#### Requirement:
Please count how many lines below contain the word "users" and give nothing but that figure.

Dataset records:
[Start of Attachment]

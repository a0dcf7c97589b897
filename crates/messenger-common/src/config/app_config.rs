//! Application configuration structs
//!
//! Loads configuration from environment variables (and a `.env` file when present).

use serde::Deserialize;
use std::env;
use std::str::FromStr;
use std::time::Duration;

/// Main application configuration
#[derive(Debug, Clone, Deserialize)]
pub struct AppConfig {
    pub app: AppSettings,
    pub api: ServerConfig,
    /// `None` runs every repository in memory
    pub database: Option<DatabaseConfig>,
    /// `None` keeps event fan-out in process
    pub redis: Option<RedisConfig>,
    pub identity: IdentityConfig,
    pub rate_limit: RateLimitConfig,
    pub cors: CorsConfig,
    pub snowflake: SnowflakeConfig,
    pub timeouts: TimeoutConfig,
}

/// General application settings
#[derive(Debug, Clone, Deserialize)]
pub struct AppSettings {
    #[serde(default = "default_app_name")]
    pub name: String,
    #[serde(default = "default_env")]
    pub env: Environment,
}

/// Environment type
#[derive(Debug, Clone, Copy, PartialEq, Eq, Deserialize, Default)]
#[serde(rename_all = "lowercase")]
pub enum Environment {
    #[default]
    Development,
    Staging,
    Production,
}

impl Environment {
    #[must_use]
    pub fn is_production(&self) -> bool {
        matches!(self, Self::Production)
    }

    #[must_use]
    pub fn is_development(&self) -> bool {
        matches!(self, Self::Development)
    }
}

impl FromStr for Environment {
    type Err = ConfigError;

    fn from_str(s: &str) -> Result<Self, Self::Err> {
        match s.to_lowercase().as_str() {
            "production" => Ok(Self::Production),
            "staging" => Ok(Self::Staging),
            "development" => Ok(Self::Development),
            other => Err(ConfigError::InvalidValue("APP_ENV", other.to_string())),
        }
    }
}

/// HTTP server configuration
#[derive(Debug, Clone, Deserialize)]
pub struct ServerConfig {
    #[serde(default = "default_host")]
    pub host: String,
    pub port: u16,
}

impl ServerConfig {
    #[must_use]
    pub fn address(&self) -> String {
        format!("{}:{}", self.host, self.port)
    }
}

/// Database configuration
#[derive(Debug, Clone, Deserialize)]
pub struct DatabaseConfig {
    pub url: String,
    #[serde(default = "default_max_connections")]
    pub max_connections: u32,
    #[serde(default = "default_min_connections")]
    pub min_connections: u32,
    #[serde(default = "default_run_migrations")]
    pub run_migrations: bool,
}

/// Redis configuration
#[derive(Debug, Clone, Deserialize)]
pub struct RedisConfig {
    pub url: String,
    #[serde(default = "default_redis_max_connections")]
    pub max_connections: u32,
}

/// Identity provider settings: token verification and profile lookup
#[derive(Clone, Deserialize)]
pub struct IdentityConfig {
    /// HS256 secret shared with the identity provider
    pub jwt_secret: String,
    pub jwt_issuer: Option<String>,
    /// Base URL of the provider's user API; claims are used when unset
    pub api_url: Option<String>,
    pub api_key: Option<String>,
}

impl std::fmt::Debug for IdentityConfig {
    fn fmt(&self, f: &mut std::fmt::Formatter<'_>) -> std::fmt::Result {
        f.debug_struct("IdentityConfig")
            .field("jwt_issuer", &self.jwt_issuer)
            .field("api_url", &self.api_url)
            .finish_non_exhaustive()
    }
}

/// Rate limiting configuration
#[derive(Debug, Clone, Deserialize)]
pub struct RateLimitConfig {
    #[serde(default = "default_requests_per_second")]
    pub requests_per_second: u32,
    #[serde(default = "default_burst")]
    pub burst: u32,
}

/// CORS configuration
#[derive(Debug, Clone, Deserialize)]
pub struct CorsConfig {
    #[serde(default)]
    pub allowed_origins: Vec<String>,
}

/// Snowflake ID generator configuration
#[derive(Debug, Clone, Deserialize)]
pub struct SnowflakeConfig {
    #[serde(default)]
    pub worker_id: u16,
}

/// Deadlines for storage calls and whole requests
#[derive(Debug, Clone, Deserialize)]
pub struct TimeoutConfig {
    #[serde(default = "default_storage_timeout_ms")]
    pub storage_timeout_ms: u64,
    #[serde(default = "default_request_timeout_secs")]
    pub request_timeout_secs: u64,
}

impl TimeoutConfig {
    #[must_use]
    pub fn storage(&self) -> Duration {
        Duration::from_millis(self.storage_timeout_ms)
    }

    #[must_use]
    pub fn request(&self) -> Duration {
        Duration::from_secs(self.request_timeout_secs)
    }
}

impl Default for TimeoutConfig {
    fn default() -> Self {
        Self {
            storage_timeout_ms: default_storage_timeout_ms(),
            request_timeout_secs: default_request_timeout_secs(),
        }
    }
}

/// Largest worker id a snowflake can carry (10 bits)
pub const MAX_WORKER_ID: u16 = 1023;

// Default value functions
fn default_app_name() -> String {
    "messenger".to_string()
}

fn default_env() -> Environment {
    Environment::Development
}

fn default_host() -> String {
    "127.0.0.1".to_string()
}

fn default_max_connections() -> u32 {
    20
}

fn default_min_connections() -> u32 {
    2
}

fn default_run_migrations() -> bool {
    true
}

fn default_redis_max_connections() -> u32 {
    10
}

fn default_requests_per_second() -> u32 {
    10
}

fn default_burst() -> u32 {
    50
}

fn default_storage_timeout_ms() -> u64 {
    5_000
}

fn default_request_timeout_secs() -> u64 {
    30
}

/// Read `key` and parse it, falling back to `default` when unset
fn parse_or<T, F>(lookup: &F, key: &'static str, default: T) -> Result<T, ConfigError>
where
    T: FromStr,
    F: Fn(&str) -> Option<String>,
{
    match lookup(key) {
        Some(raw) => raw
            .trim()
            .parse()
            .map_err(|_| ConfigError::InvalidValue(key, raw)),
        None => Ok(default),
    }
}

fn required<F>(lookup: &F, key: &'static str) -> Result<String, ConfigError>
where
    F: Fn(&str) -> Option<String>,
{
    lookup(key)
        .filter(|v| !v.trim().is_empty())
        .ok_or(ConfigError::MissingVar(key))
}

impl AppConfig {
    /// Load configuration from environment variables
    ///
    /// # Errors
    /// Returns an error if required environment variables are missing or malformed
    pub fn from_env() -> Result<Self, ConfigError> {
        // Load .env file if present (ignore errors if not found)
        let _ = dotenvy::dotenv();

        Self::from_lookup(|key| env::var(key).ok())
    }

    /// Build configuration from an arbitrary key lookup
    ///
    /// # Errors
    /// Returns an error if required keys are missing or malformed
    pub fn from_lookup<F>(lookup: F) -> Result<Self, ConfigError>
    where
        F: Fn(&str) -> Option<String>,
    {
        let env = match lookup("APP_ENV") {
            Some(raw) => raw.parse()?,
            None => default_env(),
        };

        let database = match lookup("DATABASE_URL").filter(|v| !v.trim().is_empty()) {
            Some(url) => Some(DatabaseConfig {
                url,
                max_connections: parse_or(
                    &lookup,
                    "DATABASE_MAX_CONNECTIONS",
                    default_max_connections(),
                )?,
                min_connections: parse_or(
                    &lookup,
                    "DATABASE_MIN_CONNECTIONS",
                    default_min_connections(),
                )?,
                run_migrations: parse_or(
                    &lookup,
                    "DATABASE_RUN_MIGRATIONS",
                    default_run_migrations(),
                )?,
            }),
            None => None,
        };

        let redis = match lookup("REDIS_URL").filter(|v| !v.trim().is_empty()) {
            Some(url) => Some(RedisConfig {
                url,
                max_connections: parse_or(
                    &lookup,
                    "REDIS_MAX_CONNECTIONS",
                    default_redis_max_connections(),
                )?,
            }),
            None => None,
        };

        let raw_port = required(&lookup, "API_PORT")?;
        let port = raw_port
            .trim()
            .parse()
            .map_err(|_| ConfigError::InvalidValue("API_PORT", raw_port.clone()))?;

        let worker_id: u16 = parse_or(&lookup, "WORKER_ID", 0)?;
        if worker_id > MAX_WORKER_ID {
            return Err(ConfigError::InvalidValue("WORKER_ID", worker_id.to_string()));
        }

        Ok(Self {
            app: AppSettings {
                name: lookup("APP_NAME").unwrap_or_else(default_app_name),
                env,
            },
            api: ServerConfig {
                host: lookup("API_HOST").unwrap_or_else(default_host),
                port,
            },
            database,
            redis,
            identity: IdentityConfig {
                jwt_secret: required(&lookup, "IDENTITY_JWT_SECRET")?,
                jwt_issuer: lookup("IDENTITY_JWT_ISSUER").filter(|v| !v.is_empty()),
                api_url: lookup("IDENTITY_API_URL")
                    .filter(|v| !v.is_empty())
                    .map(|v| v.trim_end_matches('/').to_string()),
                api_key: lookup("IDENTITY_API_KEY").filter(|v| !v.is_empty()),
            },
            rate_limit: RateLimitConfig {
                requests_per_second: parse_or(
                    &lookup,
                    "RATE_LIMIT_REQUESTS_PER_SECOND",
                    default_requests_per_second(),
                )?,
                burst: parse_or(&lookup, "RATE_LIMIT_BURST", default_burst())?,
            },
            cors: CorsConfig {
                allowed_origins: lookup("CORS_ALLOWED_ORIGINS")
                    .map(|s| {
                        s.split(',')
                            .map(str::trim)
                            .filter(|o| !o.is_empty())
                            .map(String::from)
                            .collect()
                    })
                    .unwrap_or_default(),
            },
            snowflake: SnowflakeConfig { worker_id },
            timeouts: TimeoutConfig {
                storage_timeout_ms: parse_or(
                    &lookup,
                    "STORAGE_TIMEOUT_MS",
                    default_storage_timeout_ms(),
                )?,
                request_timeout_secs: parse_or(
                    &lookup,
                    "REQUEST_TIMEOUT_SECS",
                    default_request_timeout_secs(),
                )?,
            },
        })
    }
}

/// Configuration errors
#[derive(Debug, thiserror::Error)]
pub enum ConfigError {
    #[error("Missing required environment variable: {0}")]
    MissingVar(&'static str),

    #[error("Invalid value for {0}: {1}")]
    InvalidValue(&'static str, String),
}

[End of Attachment]
[Start of Attachment]

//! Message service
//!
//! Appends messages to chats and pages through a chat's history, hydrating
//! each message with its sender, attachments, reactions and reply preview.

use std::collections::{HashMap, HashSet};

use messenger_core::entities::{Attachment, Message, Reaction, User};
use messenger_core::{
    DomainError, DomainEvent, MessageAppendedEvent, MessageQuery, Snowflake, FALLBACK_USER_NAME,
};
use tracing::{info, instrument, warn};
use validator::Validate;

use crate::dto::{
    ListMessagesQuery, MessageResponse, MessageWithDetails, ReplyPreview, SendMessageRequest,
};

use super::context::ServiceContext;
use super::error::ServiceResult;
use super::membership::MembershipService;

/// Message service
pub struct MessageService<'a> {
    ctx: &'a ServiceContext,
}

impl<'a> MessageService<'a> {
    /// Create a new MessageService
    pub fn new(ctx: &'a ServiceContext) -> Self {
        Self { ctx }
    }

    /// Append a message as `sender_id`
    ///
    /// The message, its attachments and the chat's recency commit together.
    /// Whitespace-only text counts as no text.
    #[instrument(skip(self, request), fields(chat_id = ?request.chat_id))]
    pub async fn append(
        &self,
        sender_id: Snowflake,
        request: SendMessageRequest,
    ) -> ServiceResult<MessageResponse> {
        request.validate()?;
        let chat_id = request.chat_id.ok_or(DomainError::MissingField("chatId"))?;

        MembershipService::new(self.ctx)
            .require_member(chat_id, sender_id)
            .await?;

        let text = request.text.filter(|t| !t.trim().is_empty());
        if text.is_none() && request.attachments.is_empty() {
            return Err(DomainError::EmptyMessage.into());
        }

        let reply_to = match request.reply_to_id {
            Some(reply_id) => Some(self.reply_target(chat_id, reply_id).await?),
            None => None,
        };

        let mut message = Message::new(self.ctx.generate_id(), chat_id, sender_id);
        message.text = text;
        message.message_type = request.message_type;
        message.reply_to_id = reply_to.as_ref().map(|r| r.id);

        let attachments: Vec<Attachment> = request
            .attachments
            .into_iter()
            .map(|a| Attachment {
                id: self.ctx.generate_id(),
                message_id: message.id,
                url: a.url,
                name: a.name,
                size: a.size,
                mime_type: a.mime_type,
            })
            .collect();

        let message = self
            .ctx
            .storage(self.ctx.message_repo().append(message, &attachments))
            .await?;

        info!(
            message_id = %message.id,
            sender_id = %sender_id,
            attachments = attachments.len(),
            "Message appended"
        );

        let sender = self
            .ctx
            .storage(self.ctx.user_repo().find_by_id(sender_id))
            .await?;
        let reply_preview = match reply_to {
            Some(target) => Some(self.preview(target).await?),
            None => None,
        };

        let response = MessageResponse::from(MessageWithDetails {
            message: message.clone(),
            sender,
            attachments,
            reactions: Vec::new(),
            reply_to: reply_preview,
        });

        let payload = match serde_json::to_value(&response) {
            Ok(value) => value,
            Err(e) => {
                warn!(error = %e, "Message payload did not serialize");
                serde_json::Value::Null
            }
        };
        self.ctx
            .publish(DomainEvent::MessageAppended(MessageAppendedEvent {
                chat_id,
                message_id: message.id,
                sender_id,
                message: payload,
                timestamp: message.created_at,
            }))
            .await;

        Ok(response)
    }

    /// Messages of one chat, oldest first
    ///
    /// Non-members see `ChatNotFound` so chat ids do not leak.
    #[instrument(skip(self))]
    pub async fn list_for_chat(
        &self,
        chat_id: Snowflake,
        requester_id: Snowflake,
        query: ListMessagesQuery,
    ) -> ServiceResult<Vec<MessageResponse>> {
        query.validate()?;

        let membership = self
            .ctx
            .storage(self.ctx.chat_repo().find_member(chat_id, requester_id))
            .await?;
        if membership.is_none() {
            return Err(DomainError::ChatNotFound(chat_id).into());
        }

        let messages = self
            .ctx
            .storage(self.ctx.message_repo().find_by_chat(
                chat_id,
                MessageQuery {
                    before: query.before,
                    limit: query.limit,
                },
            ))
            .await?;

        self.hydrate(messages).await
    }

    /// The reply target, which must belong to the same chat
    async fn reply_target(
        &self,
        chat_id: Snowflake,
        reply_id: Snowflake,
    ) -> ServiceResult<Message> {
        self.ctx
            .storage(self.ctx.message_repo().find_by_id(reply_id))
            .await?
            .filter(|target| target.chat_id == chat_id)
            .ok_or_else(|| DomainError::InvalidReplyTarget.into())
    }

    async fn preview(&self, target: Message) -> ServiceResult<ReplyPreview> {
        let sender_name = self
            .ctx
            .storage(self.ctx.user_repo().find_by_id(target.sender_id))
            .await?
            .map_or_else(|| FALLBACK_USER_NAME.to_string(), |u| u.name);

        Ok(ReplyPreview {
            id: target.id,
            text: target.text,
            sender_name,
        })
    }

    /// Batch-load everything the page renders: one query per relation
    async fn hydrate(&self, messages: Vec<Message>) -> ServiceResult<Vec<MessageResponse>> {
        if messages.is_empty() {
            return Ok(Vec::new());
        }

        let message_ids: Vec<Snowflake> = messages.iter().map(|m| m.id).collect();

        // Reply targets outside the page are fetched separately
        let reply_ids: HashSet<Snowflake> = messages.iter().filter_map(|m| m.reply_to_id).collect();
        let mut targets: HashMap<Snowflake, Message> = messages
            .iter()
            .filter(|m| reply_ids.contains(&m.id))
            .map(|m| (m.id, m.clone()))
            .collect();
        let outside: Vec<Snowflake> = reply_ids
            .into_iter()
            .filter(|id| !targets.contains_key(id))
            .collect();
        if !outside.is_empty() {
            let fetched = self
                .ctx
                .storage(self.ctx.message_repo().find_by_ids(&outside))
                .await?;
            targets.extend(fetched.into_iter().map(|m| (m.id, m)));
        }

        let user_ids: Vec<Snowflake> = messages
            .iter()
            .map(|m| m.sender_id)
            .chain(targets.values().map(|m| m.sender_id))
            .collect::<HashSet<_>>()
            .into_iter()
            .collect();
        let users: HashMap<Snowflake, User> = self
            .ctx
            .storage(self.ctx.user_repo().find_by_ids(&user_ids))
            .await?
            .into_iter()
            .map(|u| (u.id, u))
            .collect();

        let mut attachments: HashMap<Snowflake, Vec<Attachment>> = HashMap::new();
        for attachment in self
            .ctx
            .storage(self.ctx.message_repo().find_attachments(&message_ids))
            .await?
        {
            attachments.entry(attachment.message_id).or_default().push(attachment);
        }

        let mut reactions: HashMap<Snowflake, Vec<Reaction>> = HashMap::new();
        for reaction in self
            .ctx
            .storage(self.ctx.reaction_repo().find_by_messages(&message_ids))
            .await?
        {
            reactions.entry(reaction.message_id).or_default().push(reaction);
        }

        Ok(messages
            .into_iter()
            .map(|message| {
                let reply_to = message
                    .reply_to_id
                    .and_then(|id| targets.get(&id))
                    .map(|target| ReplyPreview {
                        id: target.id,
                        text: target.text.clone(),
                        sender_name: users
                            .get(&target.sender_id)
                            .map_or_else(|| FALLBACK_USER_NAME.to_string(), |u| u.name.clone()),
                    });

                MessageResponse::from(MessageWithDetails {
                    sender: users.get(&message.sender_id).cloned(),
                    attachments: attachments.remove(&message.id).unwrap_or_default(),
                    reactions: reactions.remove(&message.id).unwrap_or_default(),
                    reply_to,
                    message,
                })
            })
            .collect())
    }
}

[End of Attachment]
[Start of Attachment]

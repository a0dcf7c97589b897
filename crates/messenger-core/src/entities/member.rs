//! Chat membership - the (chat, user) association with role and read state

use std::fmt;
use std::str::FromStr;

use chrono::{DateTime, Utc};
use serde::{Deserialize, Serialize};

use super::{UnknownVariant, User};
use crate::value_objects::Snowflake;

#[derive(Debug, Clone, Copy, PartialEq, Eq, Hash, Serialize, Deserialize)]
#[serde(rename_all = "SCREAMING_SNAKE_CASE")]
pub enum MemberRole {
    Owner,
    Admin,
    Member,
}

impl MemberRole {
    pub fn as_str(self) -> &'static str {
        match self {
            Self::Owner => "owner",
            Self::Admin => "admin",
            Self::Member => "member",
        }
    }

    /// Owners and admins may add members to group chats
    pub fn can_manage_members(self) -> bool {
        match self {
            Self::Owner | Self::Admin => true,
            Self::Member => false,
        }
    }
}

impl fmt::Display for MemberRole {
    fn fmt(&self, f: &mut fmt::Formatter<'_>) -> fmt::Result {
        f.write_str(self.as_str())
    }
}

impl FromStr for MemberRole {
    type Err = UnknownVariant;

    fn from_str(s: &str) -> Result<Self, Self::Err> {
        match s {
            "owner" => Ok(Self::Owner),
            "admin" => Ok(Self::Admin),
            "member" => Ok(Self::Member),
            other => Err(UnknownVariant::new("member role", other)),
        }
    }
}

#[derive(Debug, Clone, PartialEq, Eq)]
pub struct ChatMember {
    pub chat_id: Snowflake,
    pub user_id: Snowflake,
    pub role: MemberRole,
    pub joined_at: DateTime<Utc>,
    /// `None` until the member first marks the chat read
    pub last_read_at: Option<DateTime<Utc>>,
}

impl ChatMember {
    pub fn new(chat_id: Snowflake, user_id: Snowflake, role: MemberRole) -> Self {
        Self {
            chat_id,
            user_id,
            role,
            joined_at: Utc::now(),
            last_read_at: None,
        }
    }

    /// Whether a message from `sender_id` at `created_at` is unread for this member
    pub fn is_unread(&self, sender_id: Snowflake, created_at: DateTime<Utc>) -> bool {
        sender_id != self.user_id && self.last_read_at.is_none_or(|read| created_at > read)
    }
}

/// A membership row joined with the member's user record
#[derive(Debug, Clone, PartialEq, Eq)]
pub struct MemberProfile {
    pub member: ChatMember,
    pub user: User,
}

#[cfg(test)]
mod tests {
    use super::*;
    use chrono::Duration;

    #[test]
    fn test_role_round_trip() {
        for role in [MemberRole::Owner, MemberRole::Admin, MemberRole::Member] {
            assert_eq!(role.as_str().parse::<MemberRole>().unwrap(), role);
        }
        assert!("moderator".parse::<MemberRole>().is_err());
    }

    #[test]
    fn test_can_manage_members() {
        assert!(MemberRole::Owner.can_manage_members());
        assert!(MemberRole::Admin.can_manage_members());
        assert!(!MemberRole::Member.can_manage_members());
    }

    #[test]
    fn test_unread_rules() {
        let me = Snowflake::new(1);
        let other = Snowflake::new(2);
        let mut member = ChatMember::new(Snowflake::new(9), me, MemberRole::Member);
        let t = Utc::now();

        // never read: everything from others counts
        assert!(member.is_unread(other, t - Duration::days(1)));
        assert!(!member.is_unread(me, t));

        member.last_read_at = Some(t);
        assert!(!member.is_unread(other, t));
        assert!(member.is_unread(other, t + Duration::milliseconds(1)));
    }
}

[End of Attachment]

#### Result for this task:
3